8.3.1. Cloud Deployment#

Cloud platforms provide on-demand access to compute, storage, and networking resources without requiring teams to buy or manage physical hardware. For machine learning deployment, they offer a practical path from a containerized model on a developer’s laptop to an endpoint that can serve thousands of requests per second across multiple geographic regions.
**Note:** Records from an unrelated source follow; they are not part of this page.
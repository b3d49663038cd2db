pub mod frame_difference;
pub mod mixture;
pub mod running_average;

pub use frame_difference::FrameDifferenceModel;
pub use mixture::GaussianMixtureModel;
pub use running_average::RunningAverageModel;
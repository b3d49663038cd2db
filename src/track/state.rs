use serde::Serialize;
use std::collections::VecDeque;

use super::kalman::KalmanFilter;
use crate::detect::{BoundingBox, Detection};

/// Lifecycle state of a track.
///
/// `Tentative -> Confirmed -> Occluded <-> Confirmed -> Terminated`, and
/// `Tentative -> Terminated` for tracks that never confirm. `Terminated` is
/// absorbing.
#[derive(Clone, Copy, Debug, PartialEq, Eq, Hash, Serialize)]
#[serde(rename_all = "snake_case")]
pub enum TrackState {
    Tentative,
    Confirmed,
    Occluded,
    Terminated,
}

impl TrackState {
    pub fn as_str(&self) -> &'static str {
        match self {
            Self::Tentative => "tentative",
            Self::Confirmed => "confirmed",
            Self::Occluded => "occluded",
            Self::Terminated => "terminated",
        }
    }
}

/// One frame of a track's trajectory.
#[derive(Clone, Debug, PartialEq, Serialize)]
pub struct HistoryEntry {
    pub frame_index: u64,
    pub centroid: (f32, f32),
    pub bbox: BoundingBox,
    /// False for placeholder entries written while occluded.
    pub observed: bool,
}

#[derive(Clone, Debug)]
pub struct Track {
    id: u64,
    state: TrackState,
    history: VecDeque<HistoryEntry>,
    history_limit: usize,
    filter: KalmanFilter,
    bbox: BoundingBox,
    first_frame: u64,
    last_frame: u64,
    age: u64,
    time_since_update: u32,
    consecutive_hits: u32,
    total_hits: u64,
}

impl Track {
    pub(crate) fn spawn(
        id: u64,
        detection: &Detection,
        frame_index: u64,
        confirmed: bool,
        history_limit: usize,
        process_noise: f32,
        measurement_noise: f32,
    ) -> Self {
        let mut track = Self {
            id,
            state: if confirmed {
                TrackState::Confirmed
            } else {
                TrackState::Tentative
            },
            history: VecDeque::new(),
            history_limit,
            filter: KalmanFilter::new(detection.centroid, process_noise, measurement_noise),
            bbox: detection.bbox,
            first_frame: frame_index,
            last_frame: frame_index,
            age: 1,
            time_since_update: 0,
            consecutive_hits: 1,
            total_hits: 1,
        };
        track.push_history(HistoryEntry {
            frame_index,
            centroid: detection.centroid,
            bbox: detection.bbox,
            observed: true,
        });
        track
    }

    pub(crate) fn predict(&mut self, dt: u64) {
        self.filter.predict(dt.max(1) as f64);
        self.age += 1;
    }

    /// Apply a matched detection. Returns true when this match confirmed
    /// the track.
    pub(crate) fn correct(
        &mut self,
        detection: &Detection,
        frame_index: u64,
        confirmation_hits: u32,
    ) -> bool {
        self.filter.update(detection.centroid);
        self.bbox = detection.bbox;
        self.last_frame = frame_index;
        self.time_since_update = 0;
        self.consecutive_hits += 1;
        self.total_hits += 1;
        self.push_history(HistoryEntry {
            frame_index,
            centroid: detection.centroid,
            bbox: detection.bbox,
            observed: true,
        });

        match self.state {
            TrackState::Tentative if self.consecutive_hits >= confirmation_hits => {
                self.state = TrackState::Confirmed;
                true
            }
            TrackState::Occluded => {
                self.state = TrackState::Confirmed;
                false
            }
            _ => false,
        }
    }

    /// Record a frame without a matching detection.
    pub(crate) fn mark_missed(&mut self, frame_index: u64, occlusion_tolerance: u32) {
        self.time_since_update += 1;
        self.consecutive_hits = 0;
        match self.state {
            TrackState::Tentative => self.state = TrackState::Terminated,
            TrackState::Confirmed | TrackState::Occluded => {
                if self.time_since_update > occlusion_tolerance {
                    self.state = TrackState::Terminated;
                } else {
                    self.state = TrackState::Occluded;
                    let predicted = self.filter.position();
                    let bbox = self.bbox.centered_at(predicted.0, predicted.1);
                    self.push_history(HistoryEntry {
                        frame_index,
                        centroid: predicted,
                        bbox,
                        observed: false,
                    });
                }
            }
            TrackState::Terminated => {}
        }
    }

    fn push_history(&mut self, entry: HistoryEntry) {
        self.history.push_back(entry);
        if self.history_limit > 0 {
            while self.history.len() > self.history_limit {
                self.history.pop_front();
            }
        }
    }

    pub fn id(&self) -> u64 {
        self.id
    }

    pub fn state(&self) -> TrackState {
        self.state
    }

    pub fn is_active(&self) -> bool {
        self.state != TrackState::Terminated
    }

    pub fn history(&self) -> &VecDeque<HistoryEntry> {
        &self.history
    }

    /// Latest filtered (or, while occluded, predicted) centroid.
    pub fn position(&self) -> (f32, f32) {
        self.filter.position()
    }

    pub fn velocity(&self) -> (f32, f32) {
        self.filter.velocity()
    }

    /// Box of the latest history entry.
    pub fn bbox(&self) -> BoundingBox {
        self.history.back().map_or(self.bbox, |entry| entry.bbox)
    }

    /// Size used for association.
    pub(crate) fn observed_bbox(&self) -> BoundingBox {
        self.bbox
    }

    pub fn first_frame(&self) -> u64 {
        self.first_frame
    }

    /// Last frame with a matched detection.
    pub fn last_frame(&self) -> u64 {
        self.last_frame
    }

    /// Frames since creation, counting the creation frame.
    pub fn age(&self) -> u64 {
        self.age
    }

    pub fn time_since_update(&self) -> u32 {
        self.time_since_update
    }

    pub fn total_hits(&self) -> u64 {
        self.total_hits
    }
}
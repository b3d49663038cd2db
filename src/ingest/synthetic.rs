//! Synthetic scene source (`stub://<scene>`).
//!
//! Renders a flat gray background with seeded sensor noise and rectangular
//! objects moving at constant velocity. Output is fully determined by the
//! scene description, which makes it the reference input for determinism and
//! tracking tests.

use anyhow::Result;
use rand::rngs::StdRng;
use rand::{Rng, SeedableRng};

use super::{nominal_timestamp, FrameSource, SourceStats};
use crate::frame::Frame;

const SCENE_FPS: u32 = 25;

/// A rectangle moving across the scene.
#[derive(Clone, Debug, PartialEq)]
pub struct SceneObject {
    /// First frame the object is visible on.
    pub start_frame: u64,
    /// Last frame the object is visible on (inclusive); `None` keeps it forever.
    pub end_frame: Option<u64>,
    /// Top-left corner at `start_frame`.
    pub x: f32,
    pub y: f32,
    /// Velocity in pixels per frame.
    pub vx: f32,
    pub vy: f32,
    pub width: u32,
    pub height: u32,
    pub intensity: u8,
    /// Frames of motion before the object stops; `None` never stops.
    pub moving_frames: Option<u64>,
}

impl SceneObject {
    pub fn moving(x: f32, y: f32, vx: f32, vy: f32, width: u32, height: u32) -> Self {
        Self {
            start_frame: 0,
            end_frame: None,
            x,
            y,
            vx,
            vy,
            width,
            height,
            intensity: 220,
            moving_frames: None,
        }
    }

    pub fn starting_at(mut self, frame: u64) -> Self {
        self.start_frame = frame;
        self
    }

    pub fn stopping_after(mut self, frames: u64) -> Self {
        self.moving_frames = Some(frames);
        self
    }

    pub fn ending_at(mut self, frame: u64) -> Self {
        self.end_frame = Some(frame);
        self
    }

    /// Top-left corner at `frame`, or `None` when not visible.
    pub fn position_at(&self, frame: u64) -> Option<(f32, f32)> {
        if frame < self.start_frame || self.end_frame.is_some_and(|end| frame > end) {
            return None;
        }
        let mut elapsed = frame - self.start_frame;
        if let Some(moving) = self.moving_frames {
            elapsed = elapsed.min(moving);
        }
        let t = elapsed as f32;
        Some((self.x + self.vx * t, self.y + self.vy * t))
    }
}

#[derive(Clone, Debug, PartialEq)]
pub struct SyntheticScene {
    pub width: u32,
    pub height: u32,
    pub frames: u64,
    pub background: u8,
    /// Uniform noise amplitude added to every pixel.
    pub noise: u8,
    pub seed: u64,
    pub objects: Vec<SceneObject>,
}

impl SyntheticScene {
    pub fn new(width: u32, height: u32, frames: u64) -> Self {
        Self {
            width,
            height,
            frames,
            background: 60,
            noise: 2,
            seed: 7,
            objects: Vec::new(),
        }
    }

    pub fn with_object(mut self, object: SceneObject) -> Self {
        self.objects.push(object);
        self
    }

    pub fn with_noise(mut self, noise: u8) -> Self {
        self.noise = noise;
        self
    }

    pub fn with_seed(mut self, seed: u64) -> Self {
        self.seed = seed;
        self
    }

    pub fn with_frames(mut self, frames: u64) -> Self {
        self.frames = frames;
        self
    }

    /// Built-in scenes addressable as `stub://<name>`.
    pub fn named(name: &str) -> Option<Self> {
        let scene = match name {
            "walker" => Self::new(160, 120, 70)
                .with_object(SceneObject::moving(10.0, 50.0, 2.0, 0.0, 10, 20).starting_at(10)),
            "runner" => Self::new(320, 120, 40)
                .with_object(SceneObject::moving(5.0, 48.0, 8.0, 0.0, 12, 24).starting_at(10)),
            "crossing" => Self::new(200, 140, 70)
                .with_object(SceneObject::moving(10.0, 20.0, 2.5, 0.0, 10, 20).starting_at(10))
                .with_object(SceneObject::moving(180.0, 90.0, -2.5, 0.0, 10, 20).starting_at(10)),
            "idle" => Self::new(160, 120, 60).with_object(
                SceneObject::moving(20.0, 50.0, 2.0, 0.0, 10, 20)
                    .starting_at(10)
                    .stopping_after(15),
            ),
            "empty" => Self::new(160, 120, 40),
            _ => return None,
        };
        Some(scene)
    }

    pub fn names() -> &'static [&'static str] {
        &["walker", "runner", "crossing", "idle", "empty"]
    }
}

pub struct SyntheticSource {
    scene: SyntheticScene,
    rng: StdRng,
    next_index: u64,
}

impl SyntheticSource {
    pub fn new(scene: SyntheticScene) -> Self {
        let rng = StdRng::seed_from_u64(scene.seed);
        Self {
            scene,
            rng,
            next_index: 0,
        }
    }

    pub fn scene(&self) -> &SyntheticScene {
        &self.scene
    }

    fn render(&mut self, index: u64) -> Vec<u8> {
        let w = self.scene.width as usize;
        let h = self.scene.height as usize;
        let noise = self.scene.noise as i16;
        let base = self.scene.background as i16;

        let mut pixels: Vec<u8> = (0..w * h)
            .map(|_| {
                let jitter = if noise > 0 {
                    self.rng.gen_range(-noise..=noise)
                } else {
                    0
                };
                (base + jitter).clamp(0, 255) as u8
            })
            .collect();

        for object in &self.scene.objects {
            let Some((x, y)) = object.position_at(index) else {
                continue;
            };
            let x0 = x.round().max(0.0) as usize;
            let y0 = y.round().max(0.0) as usize;
            let x1 = ((x.round() as i64 + object.width as i64).max(0) as usize).min(w);
            let y1 = ((y.round() as i64 + object.height as i64).max(0) as usize).min(h);
            for row in y0..y1 {
                for col in x0..x1 {
                    pixels[row * w + col] = object.intensity;
                }
            }
        }
        pixels
    }
}

impl FrameSource for SyntheticSource {
    fn name(&self) -> &str {
        "synthetic"
    }

    fn connect(&mut self) -> Result<()> {
        log::info!(
            "SyntheticSource: {}x{} scene, {} frames, {} objects",
            self.scene.width,
            self.scene.height,
            self.scene.frames,
            self.scene.objects.len()
        );
        Ok(())
    }

    fn next_frame(&mut self) -> Result<Option<Frame>> {
        if self.next_index >= self.scene.frames {
            return Ok(None);
        }
        let index = self.next_index;
        self.next_index += 1;
        let pixels = self.render(index);
        Frame::new(
            index,
            nominal_timestamp(index, SCENE_FPS),
            self.scene.width,
            self.scene.height,
            1,
            pixels,
        )
        .map(Some)
    }

    fn stats(&self) -> SourceStats {
        SourceStats {
            frames_produced: self.next_index,
            location: "stub://synthetic".to_string(),
        }
    }
}

#[cfg(test)]
mod tests {
    use super::*;

    #[test]
    fn same_seed_renders_identical_frames() {
        let scene = SyntheticScene::named("walker").unwrap();
        let mut a = SyntheticSource::new(scene.clone());
        let mut b = SyntheticSource::new(scene);
        for _ in 0..5 {
            let fa = a.next_frame().unwrap().unwrap();
            let fb = b.next_frame().unwrap().unwrap();
            assert_eq!(fa.pixels(), fb.pixels());
        }
    }

    #[test]
    fn object_is_drawn_at_its_position() {
        let scene = SyntheticScene::new(40, 30, 3)
            .with_noise(0)
            .with_object(SceneObject::moving(5.0, 5.0, 3.0, 0.0, 4, 4));
        let mut source = SyntheticSource::new(scene);
        source.next_frame().unwrap();
        let frame = source.next_frame().unwrap().unwrap();
        let px = |x: usize, y: usize| frame.pixels()[y * 40 + x];
        assert_eq!(px(8, 5), 220);
        assert_eq!(px(11, 8), 220);
        assert_eq!(px(7, 5), 60);
        assert_eq!(px(12, 5), 60);
    }

    #[test]
    fn stopping_object_holds_position() {
        let object = SceneObject::moving(0.0, 0.0, 2.0, 1.0, 2, 2)
            .starting_at(4)
            .stopping_after(3);
        assert_eq!(object.position_at(3), None);
        assert_eq!(object.position_at(4), Some((0.0, 0.0)));
        assert_eq!(object.position_at(7), Some((6.0, 3.0)));
        assert_eq!(object.position_at(20), Some((6.0, 3.0)));
    }

    #[test]
    fn sequence_ends_after_scene_frames() {
        let mut source = SyntheticSource::new(SyntheticScene::new(8, 8, 2));
        assert!(source.next_frame().unwrap().is_some());
        assert!(source.next_frame().unwrap().is_some());
        assert!(source.next_frame().unwrap().is_none());
        assert_eq!(source.stats().frames_produced, 2);
    }

    #[test]
    fn every_named_scene_resolves() {
        for name in SyntheticScene::names() {
            assert!(SyntheticScene::named(name).is_some(), "{}", name);
        }
    }
}
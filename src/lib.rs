//! motionwatch - classical computer-vision surveillance pipeline.
//!
//! This crate turns an ordered sequence of raster frames into tracked objects
//! with activity labels.
//!
//! # Architecture
//!
//! Frames flow through five stages, strictly in frame-index order:
//!
//! 1. **Ingest** (`ingest`): decode a video, a still image or a synthetic scene
//!    into `Frame`s behind a single `FrameSource` interface.
//! 2. **Background model** (`detect::BackgroundModel`): per-pixel statistical
//!    model of the static scene; emits a `ForegroundMask` per frame.
//! 3. **Blob extraction** (`detect::BlobExtractor`): morphological cleanup and
//!    connected-component labelling into `Detection`s.
//! 4. **Tracking** (`track::Tracker`): constant-velocity Kalman prediction,
//!    Hungarian assignment with gating, track lifecycle management.
//! 5. **Activity classification** (`activity::ActivityClassifier`): speed and
//!    direction features over a sliding window of a track's history.
//!
//! The `pipeline::Pipeline` orchestrator owns one instance of every stage per
//! run. There is no process-wide state, so independent runs may execute on
//! separate threads without synchronization.
//!
//! # Failure model
//!
//! Only input decode failures abort a run. Every other stage failure degrades
//! the result of a single frame (see `PipelineError`).

use std::fmt;

pub mod activity;
pub mod config;
pub mod detect;
pub mod frame;
pub mod ingest;
pub mod pipeline;
pub mod track;

pub use activity::{Activity, ActivityClassifier, ActivityLabel};
pub use config::PipelineConfig;
pub use detect::{BackgroundModel, BlobExtractor, BoundingBox, Detection};
pub use frame::{ForegroundMask, Frame, ReorderBuffer};
pub use ingest::{open_source, FrameSource, ImageSource, MemorySource, SourceStats, SyntheticSource};
pub use pipeline::{
    run_streaming, FrameResult, LabelHistogram, Pipeline, RunSummary, StopHandle, TrackReport,
};
pub use track::{Track, TrackState, Tracker};

/// Error taxonomy of the pipeline.
///
/// Only `Decode` is fatal for a run. The orchestrator recovers the others by
/// downcasting from `anyhow::Error`.
#[derive(Debug, Clone, PartialEq)]
pub enum PipelineError {
    /// Unreadable frame or container. Aborts the run.
    Decode {
        frame_index: Option<u64>,
        reason: String,
    },
    /// Frame produced no usable mask (background model warm-up).
    EmptyFrame { frame_index: u64 },
    /// Cost-matrix solver could not produce an assignment.
    AssignmentFailure { reason: String },
    /// Track history shorter than the classification window.
    InsufficientHistory { track_id: u64, have: usize, need: usize },
    /// Non-decode stage failure for a single frame.
    Stage {
        stage: &'static str,
        frame_index: u64,
        reason: String,
    },
    /// Invalid configuration.
    Config(String),
}

impl PipelineError {
    pub fn decode(reason: impl Into<String>) -> Self {
        Self::Decode {
            frame_index: None,
            reason: reason.into(),
        }
    }

    /// True when the error must abort the whole run.
    pub fn is_fatal(&self) -> bool {
        matches!(self, Self::Decode { .. } | Self::Config(_))
    }
}

impl fmt::Display for PipelineError {
    fn fmt(&self, f: &mut fmt::Formatter<'_>) -> fmt::Result {
        match self {
            Self::Decode {
                frame_index: Some(index),
                reason,
            } => write!(f, "decode error at frame {}: {}", index, reason),
            Self::Decode {
                frame_index: None,
                reason,
            } => write!(f, "decode error: {}", reason),
            Self::EmptyFrame { frame_index } => {
                write!(f, "frame {} produced no foreground (warm-up)", frame_index)
            }
            Self::AssignmentFailure { reason } => write!(f, "assignment failure: {}", reason),
            Self::InsufficientHistory {
                track_id,
                have,
                need,
            } => write!(
                f,
                "track {} has {} history entries, classification needs {}",
                track_id, have, need
            ),
            Self::Stage {
                stage,
                frame_index,
                reason,
            } => write!(f, "{} failed on frame {}: {}", stage, frame_index, reason),
            Self::Config(reason) => write!(f, "invalid configuration: {}", reason),
        }
    }
}

impl std::error::Error for PipelineError {}

/// Returns the `PipelineError` carried by an `anyhow::Error`, if any.
pub fn pipeline_error(err: &anyhow::Error) -> Option<&PipelineError> {
    err.downcast_ref::<PipelineError>()
}
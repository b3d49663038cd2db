use motionwatch::track::{Tracker, TrackerParams};
use motionwatch::{BoundingBox, Detection, TrackState};

fn det(frame: u64, cx: f32, cy: f32) -> Detection {
    Detection::new(
        frame,
        BoundingBox::new(cx - 5.0, cy - 10.0, 10.0, 20.0),
        (cx, cy),
        200,
    )
}

fn tracker_with_tolerance(frames: u32) -> Tracker {
    Tracker::new(TrackerParams {
        occlusion_tolerance_frames: frames,
        ..TrackerParams::default()
    })
}

#[test]
fn track_survives_short_occlusion_with_same_identity() {
    let mut tracker = tracker_with_tolerance(5);
    for frame in 0..10u64 {
        tracker.step(&[det(frame, 20.0 + 3.0 * frame as f32, 60.0)], frame);
    }
    assert_eq!(tracker.tracks()[0].state(), TrackState::Confirmed);

    for frame in 10..13u64 {
        let tracks = tracker.step(&[], frame);
        assert_eq!(tracks.len(), 1);
        assert_eq!(tracks[0].state(), TrackState::Occluded);
        assert_eq!(tracks[0].time_since_update() as u64, frame - 9);
    }

    let tracks = tracker.step(&[det(13, 20.0 + 3.0 * 13.0, 60.0)], 13);
    assert_eq!(tracks.len(), 1);
    let track = &tracks[0];
    assert_eq!(track.id(), 1);
    assert_eq!(track.state(), TrackState::Confirmed);
    assert_eq!(track.time_since_update(), 0);

    let placeholders: Vec<u64> = track
        .history()
        .iter()
        .filter(|entry| !entry.observed)
        .map(|entry| entry.frame_index)
        .collect();
    assert_eq!(placeholders, vec![10, 11, 12]);
    assert_eq!(track.history().len(), 14);
    assert_eq!(tracker.stats().tracks_created, 1);
}

#[test]
fn track_terminates_after_tolerance_and_id_is_not_reused() {
    let mut tracker = tracker_with_tolerance(5);
    for frame in 0..5u64 {
        tracker.step(&[det(frame, 50.0, 50.0)], frame);
    }

    for frame in 5..10u64 {
        let tracks = tracker.step(&[], frame);
        assert_eq!(tracks.len(), 1, "still occluded at frame {}", frame);
    }
    let tracks = tracker.step(&[], 10);
    assert!(tracks.is_empty());

    let ended = tracker.drain_terminated();
    assert_eq!(ended.len(), 1);
    assert_eq!(ended[0].id(), 1);
    assert_eq!(ended[0].state(), TrackState::Terminated);
    assert_eq!(ended[0].last_frame(), 4);
    assert_eq!(tracker.stats().tracks_terminated, 1);

    let tracks = tracker.step(&[det(11, 50.0, 50.0)], 11);
    assert_eq!(tracks.len(), 1);
    assert_eq!(tracks[0].id(), 2);
    assert_eq!(tracks[0].state(), TrackState::Tentative);
}

#[test]
fn equidistant_detections_go_to_lowest_index() {
    let mut tracker = tracker_with_tolerance(5);
    for frame in 0..4u64 {
        tracker.step(&[det(frame, 50.0, 50.0)], frame);
    }

    let tracks = tracker.step(&[det(4, 40.0, 50.0), det(4, 60.0, 50.0)], 4);
    assert_eq!(tracks.len(), 2);
    assert_eq!(tracks[0].id(), 1);
    assert_eq!(tracks[0].history().back().map(|e| e.centroid), Some((40.0, 50.0)));
    assert_eq!(tracks[1].id(), 2);
    assert_eq!(tracks[1].history().back().map(|e| e.centroid), Some((60.0, 50.0)));
}

#[test]
fn detection_beyond_gate_starts_new_track() {
    let mut tracker = tracker_with_tolerance(5);
    for frame in 0..4u64 {
        tracker.step(&[det(frame, 20.0, 20.0)], frame);
    }
    let tracks = tracker.step(&[det(4, 140.0, 100.0)], 4);
    assert_eq!(tracks.len(), 2);
    assert_eq!(tracks[0].state(), TrackState::Occluded);
    assert_eq!(tracks[1].id(), 2);
}

#[test]
fn two_parallel_objects_keep_separate_identities() {
    let mut tracker = Tracker::new(TrackerParams::default());
    for frame in 0..40u64 {
        let x = 10.0 + 2.5 * frame as f32;
        let detections = [det(frame, x, 30.0), det(frame, 190.0 - x, 100.0)];
        tracker.step(&detections, frame);
    }
    let tracks = tracker.tracks();
    assert_eq!(tracks.len(), 2);
    for track in tracks {
        let rows: Vec<f32> = track.history().iter().map(|e| e.centroid.1).collect();
        assert!(rows.windows(2).all(|w| w[0] == w[1]), "track {} switched rows", track.id());
    }
    assert_eq!(tracker.stats().tracks_created, 2);
}
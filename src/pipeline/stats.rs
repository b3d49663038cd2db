use serde::Serialize;
use sha2::{Digest, Sha256};

use crate::activity::Activity;
use crate::track::TrackerStats;

use super::FrameResult;

/// Count of labels per activity.
#[derive(Clone, Copy, Debug, Default, PartialEq, Eq, Serialize)]
pub struct LabelHistogram {
    pub standing: u64,
    pub walking: u64,
    pub running: u64,
    pub unknown: u64,
}

impl LabelHistogram {
    pub fn add(&mut self, activity: Activity) {
        *self.slot(activity) += 1;
    }

    pub fn get(&self, activity: Activity) -> u64 {
        match activity {
            Activity::Standing => self.standing,
            Activity::Walking => self.walking,
            Activity::Running => self.running,
            Activity::Unknown => self.unknown,
        }
    }

    pub fn merge(&mut self, other: &LabelHistogram) {
        for activity in Activity::ALL {
            *self.slot(activity) += other.get(activity);
        }
    }

    pub fn total(&self) -> u64 {
        Activity::ALL.iter().map(|a| self.get(*a)).sum()
    }

    fn slot(&mut self, activity: Activity) -> &mut u64 {
        match activity {
            Activity::Standing => &mut self.standing,
            Activity::Walking => &mut self.walking,
            Activity::Running => &mut self.running,
            Activity::Unknown => &mut self.unknown,
        }
    }
}

/// Aggregate statistics of one run.
#[derive(Clone, Debug, Default, PartialEq, Serialize)]
pub struct RunSummary {
    pub frames_processed: u64,
    pub frames_skipped: u64,
    pub warmup_frames: u64,
    pub total_detections: u64,
    /// Largest number of simultaneously active tracks.
    pub peak_tracks: usize,
    pub tracks_created: u64,
    pub tracks_confirmed: u64,
    pub tracks_terminated: u64,
    pub assignment_failures: u64,
    /// Label counts over every (frame, track) pair that was classified.
    pub labels: LabelHistogram,
    /// Hex SHA-256 over the ordered track identities, states and labels.
    pub digest: String,
    /// Decode failure that ended the run early, if any.
    pub aborted: Option<String>,
}

/// Running totals maintained by the orchestrator.
#[derive(Clone, Default)]
pub(crate) struct RunStats {
    frames_processed: u64,
    frames_skipped: u64,
    warmup_frames: u64,
    total_detections: u64,
    peak_tracks: usize,
    labels: LabelHistogram,
    hasher: Sha256,
    aborted: Option<String>,
}

impl RunStats {
    pub(crate) fn record(&mut self, result: &FrameResult) {
        self.frames_processed += 1;
        if result.warming_up {
            self.warmup_frames += 1;
        }
        self.total_detections += result.detection_count as u64;
        self.peak_tracks = self.peak_tracks.max(result.active_tracks);
        self.labels.merge(&result.labels);

        self.hasher.update(result.frame_index.to_le_bytes());
        for track in &result.tracks {
            self.hasher.update(track.id.to_le_bytes());
            self.hasher.update(track.state.as_str().as_bytes());
            let label = track
                .label
                .as_ref()
                .map_or("-", |label| label.activity.as_str());
            self.hasher.update(label.as_bytes());
        }
        self.hasher.update(b"\n");
    }

    pub(crate) fn record_skip(&mut self) {
        self.frames_skipped += 1;
    }

    pub(crate) fn record_abort(&mut self, reason: String) {
        self.aborted.get_or_insert(reason);
    }

    pub(crate) fn aborted(&self) -> bool {
        self.aborted.is_some()
    }

    pub(crate) fn summary(&self, tracker: TrackerStats) -> RunSummary {
        RunSummary {
            frames_processed: self.frames_processed,
            frames_skipped: self.frames_skipped,
            warmup_frames: self.warmup_frames,
            total_detections: self.total_detections,
            peak_tracks: self.peak_tracks,
            tracks_created: tracker.tracks_created,
            tracks_confirmed: tracker.tracks_confirmed,
            tracks_terminated: tracker.tracks_terminated,
            assignment_failures: tracker.assignment_failures,
            labels: self.labels,
            digest: hex::encode(self.hasher.clone().finalize()),
            aborted: self.aborted.clone(),
        }
    }
}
The three dominant providers—AWS, Google Cloud, and Azure—each offer a similar menu of services at different abstraction levels: raw virtual machines where you control everything, managed container services that handle the runtime for you, Kubernetes clusters for large-scale orchestration, serverless functions for event-driven or low-traffic use cases, and specialized ML platforms that wrap all of these together with experiment tracking, model registries, and monitoring.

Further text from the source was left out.